[Instructions for the task]: Each entry below is to be copied out exactly and in full.
━━━ Supplied data ━━━
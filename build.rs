//! Stamps the git commit and build time into the binary for `--version`.
//!
//! Each stamp can be pinned through the environment variable of the same
//! name; otherwise it is probed, and "unknown" is used when probing fails.

use std::env;
use std::fs;
use std::process::Command;
use std::time::{SystemTime, UNIX_EPOCH};

type Probe = fn() -> Option<String>;

const STAMPS: [(&str, Probe); 2] = [
    ("THEMESYNC_BUILD_GIT_HASH", git_commit),
    ("THEMESYNC_BUILD_TIMESTAMP", utc_timestamp),
];

fn main() {
    watch_git_head();
    for (name, probe) in STAMPS {
        println!("cargo:rerun-if-env-changed={name}");
        let value = env::var(name)
            .ok()
            .or_else(probe)
            .unwrap_or_else(|| "unknown".to_string());
        println!("cargo:rustc-env={name}={value}");
    }
}

/// Rebuild when HEAD moves or the checked-out branch gains a commit.
fn watch_git_head() {
    println!("cargo:rerun-if-changed=.git/HEAD");
    let Ok(head) = fs::read_to_string(".git/HEAD") else {
        return;
    };
    if let Some(branch_ref) = head.trim().strip_prefix("ref: ") {
        println!("cargo:rerun-if-changed=.git/{branch_ref}");
    }
}

fn git_commit() -> Option<String> {
    command_stdout("git", &["rev-parse", "--short=12", "HEAD"])
}

fn utc_timestamp() -> Option<String> {
    command_stdout("date", &["-u", "+%Y-%m-%dT%H:%M:%SZ"]).or_else(|| {
        let secs = SystemTime::now().duration_since(UNIX_EPOCH).ok()?.as_secs();
        Some(format!("unix:{secs}"))
    })
}

fn command_stdout(program: &str, args: &[&str]) -> Option<String> {
    let output = Command::new(program).args(args).output().ok()?;
    if !output.status.success() {
        return None;
    }
    let text = String::from_utf8(output.stdout).ok()?;
    let text = text.trim();
    (!text.is_empty()).then(|| text.to_string())
}
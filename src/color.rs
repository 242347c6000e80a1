//! Hex colour validation and derivation.
//!
//! Every colour that flows into a managed file passes through [`normalize`],
//! so downstream code can rely on the `#rrggbb` lower-case shape of
//! [`HexColor`] without re-validating.

use std::fmt;

use crate::error::ColorError;

/// Lightening factor used to derive "bright" slots from their base colour.
pub const DEFAULT_LIGHTEN_FACTOR: f64 = 0.2;

/// Alpha suffix appended by [`to_opaque_rgba`].
const OPAQUE_ALPHA: &str = "ff";

/// A validated, lower-case `#rrggbb` colour.
#[derive(Debug, Clone, PartialEq, Eq, Hash)]
pub struct HexColor(String);

impl HexColor {
    pub fn as_str(&self) -> &str {
        &self.0
    }

    /// The six hex digits without the leading `#`.
    pub fn digits(&self) -> &str {
        &self.0[1..]
    }

    /// Opaque `rgba(rrggbbff)` rendering of this colour.
    pub fn rgba(&self) -> String {
        to_opaque_rgba(self)
    }

    fn channels(&self) -> [u8; 3] {
        let digits = self.digits();
        // Validated on construction, so every pair parses.
        let channel = |i: usize| u8::from_str_radix(&digits[i..i + 2], 16).unwrap_or(0);
        [channel(0), channel(2), channel(4)]
    }

    fn from_channels(channels: [u8; 3]) -> Self {
        Self(format!(
            "#{:02x}{:02x}{:02x}",
            channels[0], channels[1], channels[2]
        ))
    }
}

impl fmt::Display for HexColor {
    fn fmt(&self, f: &mut fmt::Formatter<'_>) -> fmt::Result {
        f.write_str(&self.0)
    }
}

/// Lower-case `value`, ensure a leading `#`, and require exactly six hex digits.
pub fn normalize(value: &str) -> Result<HexColor, ColorError> {
    let lowered = value.trim().to_ascii_lowercase();
    let candidate = if lowered.starts_with('#') {
        lowered
    } else {
        format!("#{lowered}")
    };
    let digits = &candidate[1..];
    if digits.len() != 6 || !digits.bytes().all(|b| b.is_ascii_hexdigit()) {
        return Err(ColorError::InvalidFormat(value.to_string()));
    }
    Ok(HexColor(candidate))
}

/// Render `color` as `rgba(rrggbbff)`.
pub fn to_opaque_rgba(color: &HexColor) -> String {
    format!("rgba({}{OPAQUE_ALPHA})", color.digits())
}

/// Move each channel toward 255 by `factor` of the remaining distance.
///
/// Rounds half to even and clamps into the byte range, so the result is
/// deterministic for any input.
pub fn lighten(color: &HexColor, factor: f64) -> HexColor {
    let adjusted = color.channels().map(|channel| {
        let base = f64::from(channel);
        let lifted = (base + (255.0 - base) * factor).round_ties_even();
        lifted.clamp(0.0, 255.0) as u8
    });
    HexColor::from_channels(adjusted)
}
━━━
[Answer to this problem]:
filename build.rs
//! Stamps the git commit and build time into the binary for `--version`.
//!
//! Each stamp can be pinned through the environment variable of the same
//! name; otherwise it is probed, and "unknown" is used when probing fails.

use std::env;
use std::fs;
use std::process::Command;
use std::time::{SystemTime, UNIX_EPOCH};

type Probe = fn() -> Option<String>;

const STAMPS: [(&str, Probe); 2] = [
    ("THEMESYNC_BUILD_GIT_HASH", git_commit),
    ("THEMESYNC_BUILD_TIMESTAMP", utc_timestamp),
];

fn main() {
    watch_git_head();
    for (name, probe) in STAMPS {
        println!("cargo:rerun-if-env-changed={name}");
        let value = env::var(name)
            .ok()
            .or_else(probe)
            .unwrap_or_else(|| "unknown".to_string());
        println!("cargo:rustc-env={name}={value}");
    }
}

/// Rebuild when HEAD moves or the checked-out branch gains a commit.
fn watch_git_head() {
    println!("cargo:rerun-if-changed=.git/HEAD");
    let Ok(head) = fs::read_to_string(".git/HEAD") else {
        return;
    };
    if let Some(branch_ref) = head.trim().strip_prefix("ref: ") {
        println!("cargo:rerun-if-changed=.git/{branch_ref}");
    }
}

fn git_commit() -> Option<String> {
    command_stdout("git", &["rev-parse", "--short=12", "HEAD"])
}

fn utc_timestamp() -> Option<String> {
    command_stdout("date", &["-u", "+%Y-%m-%dT%H:%M:%SZ"]).or_else(|| {
        let secs = SystemTime::now().duration_since(UNIX_EPOCH).ok()?.as_secs();
        Some(format!("unix:{secs}"))
    })
}

fn command_stdout(program: &str, args: &[&str]) -> Option<String> {
    let output = Command::new(program).args(args).output().ok()?;
    if !output.status.success() {
        return None;
    }
    let text = String::from_utf8(output.stdout).ok()?;
    let text = text.trim();
    (!text.is_empty()).then(|| text.to_string())
}
filename src/color.rs
repository 242347c6000e80a1
//! Hex colour validation and derivation.
//!
//! Every colour that flows into a managed file passes through [`normalize`],
//! so downstream code can rely on the `#rrggbb` lower-case shape of
//! [`HexColor`] without re-validating.

use std::fmt;

use crate::error::ColorError;

/// Lightening factor used to derive "bright" slots from their base colour.
pub const DEFAULT_LIGHTEN_FACTOR: f64 = 0.2;

/// Alpha suffix appended by [`to_opaque_rgba`].
const OPAQUE_ALPHA: &str = "ff";

/// A validated, lower-case `#rrggbb` colour.
#[derive(Debug, Clone, PartialEq, Eq, Hash)]
pub struct HexColor(String);

impl HexColor {
    pub fn as_str(&self) -> &str {
        &self.0
    }

    /// The six hex digits without the leading `#`.
    pub fn digits(&self) -> &str {
        &self.0[1..]
    }

    /// Opaque `rgba(rrggbbff)` rendering of this colour.
    pub fn rgba(&self) -> String {
        to_opaque_rgba(self)
    }

    fn channels(&self) -> [u8; 3] {
        let digits = self.digits();
        // Validated on construction, so every pair parses.
        let channel = |i: usize| u8::from_str_radix(&digits[i..i + 2], 16).unwrap_or(0);
        [channel(0), channel(2), channel(4)]
    }

    fn from_channels(channels: [u8; 3]) -> Self {
        Self(format!(
            "#{:02x}{:02x}{:02x}",
            channels[0], channels[1], channels[2]
        ))
    }
}

impl fmt::Display for HexColor {
    fn fmt(&self, f: &mut fmt::Formatter<'_>) -> fmt::Result {
        f.write_str(&self.0)
    }
}

/// Lower-case `value`, ensure a leading `#`, and require exactly six hex digits.
pub fn normalize(value: &str) -> Result<HexColor, ColorError> {
    let lowered = value.trim().to_ascii_lowercase();
    let candidate = if lowered.starts_with('#') {
        lowered
    } else {
        format!("#{lowered}")
    };
    let digits = &candidate[1..];
    if digits.len() != 6 || !digits.bytes().all(|b| b.is_ascii_hexdigit()) {
        return Err(ColorError::InvalidFormat(value.to_string()));
    }
    Ok(HexColor(candidate))
}

/// Render `color` as `rgba(rrggbbff)`.
pub fn to_opaque_rgba(color: &HexColor) -> String {
    format!("rgba({}{OPAQUE_ALPHA})", color.digits())
}

/// Move each channel toward 255 by `factor` of the remaining distance.
///
/// Rounds half to even and clamps into the byte range, so the result is
/// deterministic for any input.
pub fn lighten(color: &HexColor, factor: f64) -> HexColor {
    let adjusted = color.channels().map(|channel| {
        let base = f64::from(channel);
        let lifted = (base + (255.0 - base) * factor).round_ties_even();
        lifted.clamp(0.0, 255.0) as u8
    });
    HexColor::from_channels(adjusted)
}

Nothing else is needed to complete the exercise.